Lifespan boils down a bunch of the longevity research that David Sinclair has done throughout his career studying age.
After reading it, my current take is one of mixed skepticism. Sinclair's research seems sound, as does his findings in yeast and mice, and his arguments make logical sense. That said, I'm unsure of the various supplements which he recommends. The human body is such a complex system that it seems difficult to know which systems will react poorly to extra stimuli or not.
That said, the book did tell me a lot about how DNA and genomic systems work.

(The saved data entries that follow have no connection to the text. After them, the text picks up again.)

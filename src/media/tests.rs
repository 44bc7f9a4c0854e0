use super::*;
use crate::error::MediaError;
use crate::events::{ClipcastEvent, EventBus, EventFilter};
use parking_lot::Mutex;
use std::sync::Arc;
use std::time::Duration;

#[derive(Default)]
struct RecordingPreview {
    attached: Mutex<Vec<String>>,
    frames: Mutex<usize>,
    detached: Mutex<usize>,
}

impl PreviewSink for RecordingPreview {
    fn attach(&self, stream_id: &str, _facing: FacingMode) {
        self.attached.lock().push(stream_id.to_string());
    }

    fn present(&self, _chunk: &MediaChunk) {
        *self.frames.lock() += 1;
    }

    fn detach(&self) {
        *self.detached.lock() += 1;
    }
}

fn create_manager(
    provider: &ScriptedCaptureProvider,
) -> (MediaSessionManager, Arc<RecordingPreview>, Arc<EventBus>) {
    let preview = Arc::new(RecordingPreview::default());
    let event_bus = Arc::new(EventBus::new(32));
    let manager = MediaSessionManager::new(
        Arc::new(provider.clone()),
        preview.clone(),
        Arc::clone(&event_bus),
        FacingMode::Back,
    );
    (manager, preview, event_bus)
}

#[tokio::test]
async fn test_acquire_attaches_preview_and_publishes() {
    let provider = ScriptedCaptureProvider::new();
    let (mut manager, preview, event_bus) = create_manager(&provider);
    let mut events = event_bus.subscribe();

    let stream_id = manager
        .acquire(FacingMode::Front)
        .await
        .unwrap()
        .stream_id()
        .to_string();

    assert!(manager.is_active());
    assert_eq!(manager.facing(), FacingMode::Front);
    assert_eq!(preview.attached.lock().as_slice(), &[stream_id.clone()]);

    match events.try_recv().unwrap() {
        ClipcastEvent::CaptureAcquired {
            stream_id: id,
            facing,
            ..
        } => {
            assert_eq!(id, stream_id);
            assert_eq!(facing, FacingMode::Front);
        }
        other => panic!("Unexpected event: {:?}", other),
    }
}

#[tokio::test]
async fn test_reacquire_releases_prior_tracks() {
    let provider = ScriptedCaptureProvider::new();
    let (mut manager, _preview, _bus) = create_manager(&provider);

    manager.acquire(FacingMode::Back).await.unwrap();
    let first = provider.latest().unwrap();

    manager.acquire(FacingMode::Back).await.unwrap();
    let second = provider.latest().unwrap();

    assert!(first.is_stopped());
    assert!(!second.is_stopped());
    assert_eq!(provider.live_streams(), 1);
}

#[tokio::test]
async fn test_acquire_denied_leaves_no_session() {
    let provider = ScriptedCaptureProvider::new();
    provider.deny("permission denied");
    let (mut manager, preview, _bus) = create_manager(&provider);

    let err = manager.acquire(FacingMode::Back).await.unwrap_err();
    assert!(matches!(err, MediaError::DeviceUnavailable { .. }));
    assert!(!manager.is_active());
    assert!(manager.session().is_none());
    assert!(preview.attached.lock().is_empty());
    assert_eq!(provider.live_streams(), 0);
}

#[tokio::test]
async fn test_release_is_idempotent() {
    let provider = ScriptedCaptureProvider::new();
    let (mut manager, preview, _bus) = create_manager(&provider);

    assert!(!manager.release());

    manager.acquire(FacingMode::Back).await.unwrap();
    assert!(manager.release());
    assert!(!manager.release());

    assert!(provider.latest().unwrap().is_stopped());
    assert_eq!(*preview.detached.lock(), 1);
}

#[tokio::test]
async fn test_switch_facing_without_session_only_changes_preference() {
    let provider = ScriptedCaptureProvider::new();
    let (mut manager, _preview, _bus) = create_manager(&provider);

    let facing = manager.switch_facing().await.unwrap();
    assert_eq!(facing, FacingMode::Front);
    assert_eq!(provider.acquisitions(), 0);
}

#[tokio::test]
async fn test_switch_facing_reacquires_active_session() {
    let provider = ScriptedCaptureProvider::new();
    let (mut manager, _preview, _bus) = create_manager(&provider);

    manager.acquire(FacingMode::Back).await.unwrap();
    let back = provider.latest().unwrap();

    manager.switch_facing().await.unwrap();
    let front = provider.latest().unwrap();

    assert!(back.is_stopped());
    assert_eq!(front.facing(), FacingMode::Front);
    assert_eq!(manager.session().unwrap().facing(), FacingMode::Front);
}

#[tokio::test]
async fn test_poll_chunks_preserves_order_and_feeds_preview() {
    let provider = ScriptedCaptureProvider::new();
    let (mut manager, preview, _bus) = create_manager(&provider);
    manager.acquire(FacingMode::Back).await.unwrap();

    let handle = provider.latest().unwrap();
    assert!(handle.push(vec![1u8]));
    assert!(handle.push(vec![2u8, 2]));
    assert!(handle.push(vec![3u8, 3, 3]));

    let chunks = manager.poll_chunks();
    let sequences: Vec<u64> = chunks.iter().map(|c| c.sequence).collect();
    assert_eq!(sequences, vec![0, 1, 2]);
    assert_eq!(chunks[2].len(), 3);
    assert_eq!(*preview.frames.lock(), 3);
}

#[tokio::test(start_paused = true)]
async fn test_synthetic_provider_stops_on_release() {
    let provider = SyntheticCaptureProvider::new(Duration::from_millis(100), 64);
    let mut stream = provider
        .acquire(StreamRequest::camera_and_microphone(FacingMode::Back))
        .await
        .unwrap();

    let first = stream.next_chunk().await.unwrap();
    assert_eq!(first.sequence, 0);
    assert_eq!(&first.data[4..8], b"ftyp");

    provider.release(&stream);
    assert!(!stream.is_live());

    tokio::time::sleep(Duration::from_millis(500)).await;
    let mut drained = 0;
    while stream.try_next_chunk().is_some() {
        drained += 1;
    }
    assert!(drained <= 1);
}

#[test]
fn test_facing_mode_parsing() {
    assert_eq!("user".parse::<FacingMode>().unwrap(), FacingMode::Front);
    assert_eq!("environment".parse::<FacingMode>().unwrap(), FacingMode::Back);
    assert_eq!("BACK".parse::<FacingMode>().unwrap(), FacingMode::Back);
    assert!("sideways".parse::<FacingMode>().is_err());
    assert_eq!(FacingMode::Front.toggled(), FacingMode::Back);
}

#[tokio::test(start_paused = true)]
async fn test_finish_collects_flushed_data_then_releases() {
    let provider = ScriptedCaptureProvider::new();
    let (mut manager, preview, event_bus) = create_manager(&provider);
    let mut released =
        event_bus.subscribe_filtered(EventFilter::EventTypes(vec!["capture_released"]), "released");
    manager.acquire(FacingMode::Back).await.unwrap();

    let handle = provider.latest().unwrap();
    handle.push(vec![1u8]);
    handle.hold_until_stop(vec![2u8, 2]);

    let chunks = manager.finish().await;
    let sequences: Vec<u64> = chunks.iter().map(|c| c.sequence).collect();
    assert_eq!(sequences, vec![0, 1]);
    assert_eq!(chunks[1].len(), 2);
    assert_eq!(*preview.frames.lock(), 2);
    assert_eq!(*preview.detached.lock(), 1);
    assert!(handle.is_stopped());
    assert!(manager.session().is_none());
    assert_eq!(released.drain().len(), 1);

    assert!(manager.finish().await.is_empty());
}

/// Backend that keeps its stream open after the tracks stop
#[derive(Default)]
struct StuckProvider {
    senders: Mutex<Vec<tokio::sync::mpsc::Sender<MediaChunk>>>,
}

#[async_trait::async_trait]
impl MediaCaptureProvider for StuckProvider {
    fn name(&self) -> &str {
        "stuck"
    }

    async fn acquire(&self, request: StreamRequest) -> Result<CaptureStream, MediaError> {
        let (tx, rx) = tokio::sync::mpsc::channel(4);
        tx.try_send(MediaChunk::new(0, bytes::Bytes::from_static(b"held")))
            .unwrap();
        self.senders.lock().push(tx);
        Ok(CaptureStream::new(
            request.facing,
            rx,
            tokio_util::sync::CancellationToken::new(),
        ))
    }
}

#[tokio::test(start_paused = true)]
async fn test_finish_gives_up_on_stream_that_never_closes() {
    let event_bus = Arc::new(EventBus::new(8));
    let mut manager = MediaSessionManager::new(
        Arc::new(StuckProvider::default()),
        Arc::new(NullPreview),
        event_bus,
        FacingMode::Back,
    );
    manager.acquire(FacingMode::Back).await.unwrap();

    let chunks = manager.finish().await;
    assert_eq!(chunks.len(), 1);
    assert_eq!(chunks[0].data.as_ref(), b"held");
    assert!(!manager.is_active());
}

#[tokio::test]
async fn test_chunk_feed_drops_instead_of_waiting() {
    let (tx, mut rx) = tokio::sync::mpsc::channel(2);
    let feed = ChunkFeed::new(tx);

    assert!(feed.offer(bytes::Bytes::from_static(b"a")));
    assert!(feed.offer(bytes::Bytes::from_static(b"b")));
    assert!(feed.offer(bytes::Bytes::from_static(b"c")));
    assert_eq!(feed.dropped(), 1);

    assert_eq!(rx.recv().await.unwrap().sequence, 0);
    assert_eq!(rx.recv().await.unwrap().sequence, 1);
    assert!(feed.offer(bytes::Bytes::from_static(b"d")));
    let next = rx.recv().await.unwrap();
    assert_eq!(next.sequence, 3);
    assert_eq!(next.data.as_ref(), b"d");

    drop(rx);
    assert!(!feed.offer(bytes::Bytes::from_static(b"e")));
    assert_eq!(feed.dropped(), 1);
}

Reading it made me much more optimistic that we'll find systems to significantly fight aging in the next 50-100 years.
Gene A and Gene B
Imagine the world tens of millions of years ago... as unstable primordial ooze. There's lots of little molecules that are floating around in this ooze each one occasionally linking with other molecules to create bigger, macro-molecules.
Eventually one of these macro-molecules forms a replicator, it starts creating many little copies of itself from the resources available! Sinclair calls this replicator Gene A.
Gene A continues to pump out more copies of Gene A... and everything goes well until... it doesn't. Suddenly there's a mutation in Gene A, or a shortage of resources, or some other key mechanism. Whatever the reasons, the environment has changed so that Gene A should actually stop reproducing for a minute.
That's where Gene B enters the picture. Gene B is the regulator and repair gene for Gene A. It helps tell Gene A when times are tough and when to stop reproducing, as well as help.
Though it's a simplified view, Sinclair argues that our body still works in this way... via DNA and Epigenome.
DNA as digital information, epigenome as analog
We were all taught that DNA is the building block for genes, it's the information that encodes every single cell in your body.
But each cell gets the same complete copy of your DNA... how can cells vary? Why do cells have specialized functions, like your liver vs your brain vs a blood cell if they all have the same DNA?
That's where your epigenome comes in. It's the set of proteins and enzymes inside your body that respond to your environment that regulate which genes are expressed and how cells form.
Sinclair thinks of DNA as a digital signal (it can't encode much, other than AGCT) while your epigenome is an analog signal. It can express many more genes just as a function of which proteins are active inside your system.
Aging as a disease caused by information degradation
The two above pieces tie into the author's core thesis; that aging is actually caused by mutations and degradations in DNA which cannot be repaired.
At some point, your body has too many breaks which begin to replicate–and it is this set of bad replications which cause humans to age. In effect, we have issues with our Gene A, and we need Gene B to repair it!
Sinclair has been studying a set of proteins called Sirtuins, which he claims act like Gene B. They regulate and repair our DNA so that it doesn't reproduce mutations.
Aging is a treatable disease
Sinclair then argues that aging itself is caused by a lack of these Sirtuins. As the body ages, more and more DNA mutations begin to occur. When Sirtuins can no longer both repair the DNA and reproduce themselves at an appropriate rate, that's when problems happen.
Sinclair thinks that aging is actually a treatable disease, by simply increasing the DNA repair mechanisms in the body. He believes that increasing Sirtuin levels and precursors can allow us to prolong human life, and potentially, reverse aging.